In Genesis the divine incarnation is first declared. The Coming One was to be supernaturally begotten. He was to enter this world as none other ever did. He was to be the Son of Man, and yet have no human father. The One who should bruise the serpent's head was to be the woman's "Seed."
In Genesis the death and resurrection of the Saviour are strikingly foreshadowed. The ark, in which were preserved Noah and his family, were brought safely through the deluge of death on to the new earth. Isaac, the beloved son of Abraham, at the bidding of his father, is laid, unresistingly, on the altar, and from it Abraham "received him back as in a figure from the dead."
In Genesis we also learn of the Saviour's coming exaltation. This is strikingly typified in the history of Joseph - the most complete of all the personal types of Christ - who, after a period of humiliation and suffering was exalted to be the governor over all Egypt. Jacob, too, on his deathbed, also declares of Shiloh that "unto him shall the gathering of the peoples be" (49:10).
In Genesis the priesthood of Christ is anticipated. The Lord Jesus is a Priest not of the Aaronic system, but "after the order of Melchizedek." And it is in Genesis that this mysterious character, who received tithes from and blessed Abraham, is brought before our view.
In Genesis the coming anitchrist is announced, announced as "the seed of the serpent" (3:15). He is seen, too, foreshadowed in the person and history of Nimrod, the rebel against the Lord, the man who headed the first great federation in open opposition to the Most High.
In Genesis we first read of God giving Palestine to Abraham and to his seed: "And the Lord appeared unto Abraham, and said, Unto thy seed will I give this land" (12:7). And again, "For all the land which thou seest, to thee will I give it, and to thy seed forever" (13:15).
In Genesis the wondrous future of Israel is made known. "And I will make thy seed as the dust of the earth: so that if a man can number the dust of the earth, then shall thy seed also be numbered" (13:16). "And in thy seed shall all the nations of the earth be blessed" (22:18).
In Genesis the judgment of God on the wicked is solemnly exhibited. Cain confesses his punishment is greater than he can bear. The flood comes on the world of the ungodly and sweeps them all away. Fire and brimstone descend on Sodom and Gomorrah, till naught but their ashes remain. Lot's wife, for one act of disobedience, is turned into a pillar of salt.

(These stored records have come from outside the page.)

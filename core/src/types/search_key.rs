use nutype::nutype;

/// Lower-cased haystack an option is matched against.
///
/// Computed once at index-build time from `value`, a separator and `label`.
/// Mutating the source entry afterwards does not refresh it.
#[nutype(
    sanitize(lowercase),
    derive(Debug, Clone, PartialEq, Eq, Hash, AsRef, Display)
)]
pub struct SearchKey(String);

impl SearchKey {
    pub fn derive(value: &str, label: &str, separator: &str) -> Self {
        let mut raw = String::with_capacity(value.len() + separator.len() + label.len());
        raw.push_str(value);
        raw.push_str(separator);
        raw.push_str(label);
        Self::new(raw)
    }

    /// Substring test. `needle` is expected to be lower-cased already.
    pub fn contains(&self, needle: &str) -> bool {
        self.as_ref().contains(needle)
    }

    pub fn as_str(&self) -> &str {
        self.as_ref()
    }
}
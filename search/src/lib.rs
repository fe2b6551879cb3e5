//! Option indexing, substring matching and result rendering.
//!
//! # Design
//!
//! - The `Index` is built once from the declared source entries and keeps their order.
//! - Matching is a plain substring test against each option's precomputed search key.
//! - Matches render in index order, through a `Template` when one is configured,
//!   otherwise as a default link fragment.
//! - All fragments are concatenated into one `RenderedResults` that replaces the
//!   results container content in a single pass.

mod config;
mod engine;
mod index;
mod query;
mod results;
mod template;

pub use config::SearchConfig;
pub use engine::{SearchEngine, SearchOutcome};
pub use index::Index;
pub use query::SearchQuery;
pub use results::RenderedResults;
pub use template::{Template, escape_html, render_default};

#[cfg(test)]
mod tests;
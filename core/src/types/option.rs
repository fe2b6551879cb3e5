use super::{DataSet, SearchKey};

/// One entry as declared in the source list, before indexing.
#[derive(Debug, Clone, Default, PartialEq, Eq)]
pub struct RawEntry {
    pub value: String,
    /// Explicit `label` attribute, if any.
    pub label: Option<String>,
    /// Text content, used when there is no usable label.
    pub text: String,
    pub data: DataSet,
}

impl RawEntry {
    pub fn new(value: impl Into<String>) -> Self {
        Self {
            value: value.into(),
            ..Self::default()
        }
    }

    pub fn with_label(mut self, label: impl Into<String>) -> Self {
        self.label = Some(label.into());
        self
    }

    pub fn with_text(mut self, text: impl Into<String>) -> Self {
        self.text = text.into();
        self
    }

    pub fn with_data(mut self, key: impl Into<String>, value: impl Into<String>) -> Self {
        self.data.insert(key, value);
        self
    }

    /// The label shown to the user. An empty explicit label counts as absent.
    pub fn display_label(&self) -> &str {
        match self.label.as_deref() {
            Some(label) if !label.is_empty() => label,
            _ => &self.text,
        }
    }
}

/// A selectable, searchable entry.
#[derive(Debug, Clone, PartialEq, Eq)]
pub struct NavOption {
    pub value: String,
    pub label: String,
    pub data: DataSet,
    pub search_key: SearchKey,
}

impl NavOption {
    pub fn from_entry(entry: RawEntry, separator: &str) -> Self {
        let label = entry.display_label().to_string();
        let search_key = SearchKey::derive(&entry.value, &label, separator);
        Self {
            value: entry.value,
            label,
            data: entry.data,
            search_key,
        }
    }

    /// `query` must already be lower-cased.
    pub fn matches(&self, query: &str) -> bool {
        self.search_key.contains(query)
    }
}
use super::*;
use common::{engine, engine_with_template, entries, fruit_entries, search};
use navsearch_core::types::{DataSet, NavOption, RawEntry};
use proptest::prelude::*;

mod common {
    use super::*;

    pub(super) fn entries(pairs: &[(&str, &str)]) -> Vec<RawEntry> {
        pairs
            .iter()
            .map(|(value, label)| RawEntry::new(*value).with_label(*label))
            .collect()
    }

    pub(super) fn fruit_entries() -> Vec<RawEntry> {
        entries(&[("/a", "Apple"), ("/b", "Banana")])
    }

    pub(super) fn engine(entries: Vec<RawEntry>) -> SearchEngine {
        let config = SearchConfig::default();
        SearchEngine::new(Index::build(entries, &config.separator), None, config)
    }

    pub(super) fn engine_with_template(entries: Vec<RawEntry>, markup: &str) -> SearchEngine {
        let config = SearchConfig::default();
        SearchEngine::new(
            Index::build(entries, &config.separator),
            Template::parse(markup),
            config,
        )
    }

    pub(super) fn search(engine: &SearchEngine, input: &str) -> SearchOutcome {
        engine.search(&SearchQuery::parse(input))
    }

    pub(super) fn option(value: &str, label: &str) -> NavOption {
        NavOption::from_entry(RawEntry::new(value).with_label(label), "\n")
    }
}

mod index {
    use super::*;

    #[test]
    fn test_build_preserves_order_and_count() {
        let index = Index::build(
            entries(&[("/c", "Cherry"), ("/a", "Apple"), ("/b", "Banana")]),
            "\n",
        );

        let values: Vec<_> = index.iter().map(|o| o.value.as_str()).collect();
        assert_eq!(values, vec!["/c", "/a", "/b"]);
        assert_eq!(index.len(), 3);
    }

    #[test]
    fn test_build_keeps_duplicates() {
        let index = Index::build(entries(&[("/a", "Apple"), ("/a", "Apple")]), "\n");
        assert_eq!(index.len(), 2);
    }

    #[test]
    fn test_build_empty() {
        let index = Index::build(Vec::new(), "\n");
        assert!(index.is_empty());
        assert!(index.get(0).is_none());
    }

    #[test]
    fn test_build_uses_text_when_label_absent() {
        let index = Index::build(vec![RawEntry::new("/a").with_text("Apple")], "\n");
        assert_eq!(index.get(0).unwrap().label, "Apple");
    }

    proptest! {
        #[test]
        fn prop_build_preserves_order_and_count(values in proptest::collection::vec("[a-z/]{0,8}", 0..32)) {
            let raw: Vec<RawEntry> = values.iter().map(|v| RawEntry::new(v.as_str()).with_text("t")).collect();
            let index = Index::build(raw, "\n");

            prop_assert_eq!(index.len(), values.len());
            for (option, value) in index.iter().zip(&values) {
                prop_assert_eq!(&option.value, value);
            }
        }
    }
}

mod query {
    use super::*;

    #[test]
    fn test_parse_lowercases() {
        assert_eq!(SearchQuery::parse("BaNaNa").as_str(), "banana");
    }

    #[test]
    fn test_empty_query() {
        assert!(SearchQuery::parse("").is_empty());
        assert!(!SearchQuery::parse(" ").is_empty());
    }
}

mod template {
    use super::common::option;
    use super::*;

    #[test]
    fn test_value_and_label_substitution() {
        let template = Template::parse("<b>%value%-%label%</b>").unwrap();
        assert_eq!(template.render(&option("a", "B")), "<b>a-B</b>");
    }

    #[test]
    fn test_all_occurrences_are_replaced() {
        let template = Template::parse("%value%|%value%|%label%|%label%").unwrap();
        assert_eq!(template.render(&option("a", "B")), "a|a|B|B");
    }

    #[test]
    fn test_missing_data_key_renders_empty() {
        let template = Template::parse("<i>%data.missing%</i>").unwrap();
        assert_eq!(template.render(&option("a", "B")), "<i></i>");
    }

    #[test]
    fn test_data_key_substitution() {
        let mut opt = option("/a", "Apple");
        opt.data = DataSet::from_attributes([("data-icon", "fruit"), ("data-page-title", "Home")]);

        let template =
            Template::parse(r#"<a href="%value%" class="%data.icon%">%data.page-title%</a>"#)
                .unwrap();
        assert_eq!(
            template.render(&opt),
            r#"<a href="/a" class="fruit">Home</a>"#
        );
    }

    #[test]
    fn test_multiple_data_keys_on_one_line() {
        let mut opt = option("/a", "Apple");
        opt.data.insert("x", "1");
        opt.data.insert("y", "2");

        let template = Template::parse("%data.x%-%data.y%").unwrap();
        assert_eq!(template.render(&opt), "1-2");
    }

    #[test]
    fn test_unknown_tokens_stay_literal() {
        let template = Template::parse("100% %other% %value%").unwrap();
        assert_eq!(template.render(&option("a", "B")), "100% %other% a");
        assert_eq!(template.placeholder_count(), 1);
    }

    #[test]
    fn test_unterminated_percent_is_literal() {
        let template = Template::parse("%value% 50%").unwrap();
        assert_eq!(template.render(&option("a", "B")), "a 50%");
    }

    #[test]
    fn test_blank_markup_is_no_template() {
        assert!(Template::parse("").is_none());
        assert!(Template::parse("  \n\t ").is_none());
    }

    #[test]
    fn test_markup_is_trimmed() {
        let template = Template::parse("\n  <li>%label%</li>\n").unwrap();
        assert_eq!(template.render(&option("a", "B")), "<li>B</li>");
    }

    #[test]
    fn test_substituted_values_are_escaped() {
        let template = Template::parse("<span>%label%</span>").unwrap();
        assert_eq!(
            template.render(&option("a", "Fish & <Chips>")),
            "<span>Fish &amp; &lt;Chips&gt;</span>"
        );
    }

    #[test]
    fn test_default_fragment() {
        assert_eq!(
            render_default(&option("/b", "Banana")),
            r#"<a href="/b">Banana</a>"#
        );
        assert_eq!(
            render_default(&option("/q?a=1&b=\"2\"", "Q")),
            r#"<a href="/q?a=1&amp;b=&quot;2&quot;">Q</a>"#
        );
    }

    #[test]
    fn test_escape_html() {
        assert_eq!(escape_html("it's"), "it&#39;s");
    }
}

mod search {
    use super::*;

    #[test]
    fn test_end_to_end_default_fragment() {
        let engine = engine(fruit_entries());

        let outcome = search(&engine, "an");

        assert_eq!(
            outcome,
            SearchOutcome::Rendered(RenderedResults {
                html: r#"<a href="/b">Banana</a>"#.to_string(),
                count: 1,
            })
        );
    }

    #[test]
    fn test_query_is_case_insensitive() {
        let engine = engine(fruit_entries());
        assert_eq!(search(&engine, "BAN").count(), 1);
        assert_eq!(search(&engine, "aPpLe").count(), 1);
    }

    #[test]
    fn test_value_is_searchable() {
        let engine = engine(fruit_entries());
        assert_eq!(search(&engine, "/a").html(), r#"<a href="/a">Apple</a>"#);
    }

    #[test]
    fn test_matches_render_in_index_order() {
        let engine = engine(entries(&[
            ("/z", "Zebra banana"),
            ("/b", "Banana"),
            ("/m", "Mango"),
        ]));

        let outcome = search(&engine, "banana");

        assert_eq!(
            outcome.html(),
            r#"<a href="/z">Zebra banana</a><a href="/b">Banana</a>"#
        );
        assert_eq!(outcome.count(), 2);
    }

    #[test]
    fn test_empty_query_clears() {
        let engine = engine(fruit_entries());
        let outcome = search(&engine, "");

        assert_eq!(outcome, SearchOutcome::Cleared);
        assert_eq!(outcome.html(), "");
    }

    #[test]
    fn test_no_match() {
        let engine = engine(fruit_entries());
        assert_eq!(search(&engine, "kiwi"), SearchOutcome::NoMatch);
    }

    #[test]
    fn test_query_does_not_span_separator() {
        let engine = engine(entries(&[("ab", "cd")]));
        assert_eq!(search(&engine, "bc"), SearchOutcome::NoMatch);
    }

    #[test]
    fn test_template_is_used_for_each_match() {
        let engine = engine_with_template(
            entries(&[("/a", "Apple"), ("/b", "Banana"), ("/p", "Papaya")]),
            "<li>%label%</li>",
        );

        assert_eq!(search(&engine, "a").html(), "<li>Apple</li><li>Banana</li><li>Papaya</li>");
    }

    #[test]
    fn test_matches_iterator() {
        let engine = engine(fruit_entries());
        let query = SearchQuery::parse("a");
        let labels: Vec<_> = engine.matches(&query).map(|o| o.label.as_str()).collect();
        assert_eq!(labels, vec!["Apple", "Banana"]);
    }

    #[test]
    fn test_search_is_repeatable() {
        let engine = engine_with_template(fruit_entries(), "<b>%value%</b>");
        assert_eq!(search(&engine, "a"), search(&engine, "a"));
    }
}

mod config {
    use super::*;
    use navsearch_core::types::SearchSettings;

    #[test]
    fn test_from_settings() {
        let settings = SearchSettings {
            separator: "|".to_string(),
            collapse_on_no_match: false,
        };
        let config = SearchConfig::from(&settings);

        assert_eq!(config.separator, "|");
        assert!(!config.collapse_on_no_match);
    }

    #[test]
    fn test_default_matches_settings_default() {
        let config = SearchConfig::default();
        assert_eq!(config.separator, "\n");
        assert!(config.collapse_on_no_match);
    }
}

What a marvelous proof is all this of the Divine Authorship! Who but the One who knows the end from the beginning, could have embodied, in germ form, what is afterwards expanded and amplified in the rest of the Bible? What unequivocal demonstration that there was One super, intending mind, directing the pens of all who wrote the later books of Holy Scripture! May the blessing of God rest upon us as we seek to enjoy some of the inexhaustible riches of this book of beginnings.